(Collected data)
• • • • •
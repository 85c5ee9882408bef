#![allow(dead_code)]

use std::sync::Arc;

use axum::body::Body;
use axum::http::header::CONTENT_TYPE;
use axum::http::{Method, Request};
use axum::response::Response;
use axum::Router;
use http_body_util::BodyExt;
use tower::ServiceExt;

use fairchance_api::config::ServerConfig;
use fairchance_api::router::build_app_router;
use fairchance_api::state::AppState;
use fairchance_core::memory::MemoryGateway;
use fairchance_core::profile::MemoryProfiles;

/// Build a test `ServerConfig` with safe defaults.
///
/// Uses `http://localhost:5173` as CORS origin (matching the dev default)
/// and a 30-second request timeout.
pub fn test_config() -> ServerConfig {
    ServerConfig {
        host: "127.0.0.1".to_string(),
        port: 0,
        cors_origins: vec!["http://localhost:5173".to_string()],
        request_timeout_secs: 30,
        memory_store: true,
        session_idle_secs: 1800,
    }
}

/// The production router over in-memory stores.
///
/// The router is built once and cloned per request, so per-subject sessions
/// live across requests the way they do in the server. The stores are kept
/// so tests can seed profiles and inject storage faults.
pub struct TestApp {
    pub gateway: Arc<MemoryGateway>,
    pub profiles: Arc<MemoryProfiles>,
    router: Router,
}

impl TestApp {
    pub fn new() -> Self {
        Self::with_gateway(Arc::new(MemoryGateway::new()))
    }

    /// A second server over an existing store, with no sessions of its own.
    pub fn with_gateway(gateway: Arc<MemoryGateway>) -> Self {
        let profiles = Arc::new(MemoryProfiles::new());
        let config = test_config();
        let state = AppState::new(gateway.clone(), profiles.clone(), config.clone());
        Self {
            gateway,
            profiles,
            router: build_app_router(state, &config),
        }
    }

    /// A handle to the shared router for one request.
    pub fn app(&self) -> Router {
        self.router.clone()
    }
}

/// Send a GET request.
pub async fn get(app: Router, uri: &str) -> Response {
    let request = Request::builder()
        .method(Method::GET)
        .uri(uri)
        .body(Body::empty())
        .unwrap();
    app.oneshot(request).await.unwrap()
}

/// Send a POST request with a JSON body.
pub async fn post_json(app: Router, uri: &str, body: serde_json::Value) -> Response {
    let request = Request::builder()
        .method(Method::POST)
        .uri(uri)
        .header(CONTENT_TYPE, "application/json")
        .body(Body::from(body.to_string()))
        .unwrap();
    app.oneshot(request).await.unwrap()
}

/// Send a POST request with no body.
pub async fn post_empty(app: Router, uri: &str) -> Response {
    let request = Request::builder()
        .method(Method::POST)
        .uri(uri)
        .body(Body::empty())
        .unwrap();
    app.oneshot(request).await.unwrap()
}

/// Collect a response body as JSON.
pub async fn body_json(response: Response) -> serde_json::Value {
    let bytes = response.into_body().collect().await.unwrap().to_bytes();
    serde_json::from_slice(&bytes).unwrap()
}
• • • • •
Exactly as written, reproduce the lines of the data above from the first line through the line where "pub fn app(&self)" appears.

- Response:
repository 85c5ee9882408bef
#![allow(dead_code)]

use std::sync::Arc;

use axum::body::Body;
use axum::http::header::CONTENT_TYPE;
use axum::http::{Method, Request};
use axum::response::Response;
use axum::Router;
use http_body_util::BodyExt;
use tower::ServiceExt;

use fairchance_api::config::ServerConfig;
use fairchance_api::router::build_app_router;
use fairchance_api::state::AppState;
use fairchance_core::memory::MemoryGateway;
use fairchance_core::profile::MemoryProfiles;

/// Build a test `ServerConfig` with safe defaults.
///
/// Uses `http://localhost:5173` as CORS origin (matching the dev default)
/// and a 30-second request timeout.
pub fn test_config() -> ServerConfig {
    ServerConfig {
        host: "127.0.0.1".to_string(),
        port: 0,
        cors_origins: vec!["http://localhost:5173".to_string()],
        request_timeout_secs: 30,
        memory_store: true,
        session_idle_secs: 1800,
    }
}

/// The production router over in-memory stores.
///
/// The router is built once and cloned per request, so per-subject sessions
/// live across requests the way they do in the server. The stores are kept
/// so tests can seed profiles and inject storage faults.
pub struct TestApp {
    pub gateway: Arc<MemoryGateway>,
    pub profiles: Arc<MemoryProfiles>,
    router: Router,
}

impl TestApp {
    pub fn new() -> Self {
        Self::with_gateway(Arc::new(MemoryGateway::new()))
    }

    /// A second server over an existing store, with no sessions of its own.
    pub fn with_gateway(gateway: Arc<MemoryGateway>) -> Self {
        let profiles = Arc::new(MemoryProfiles::new());
        let config = test_config();
        let state = AppState::new(gateway.clone(), profiles.clone(), config.clone());
        Self {
            gateway,
            profiles,
            router: build_app_router(state, &config),
        }
    }

    /// A handle to the shared router for one request.
    pub fn app(&self) -> Router {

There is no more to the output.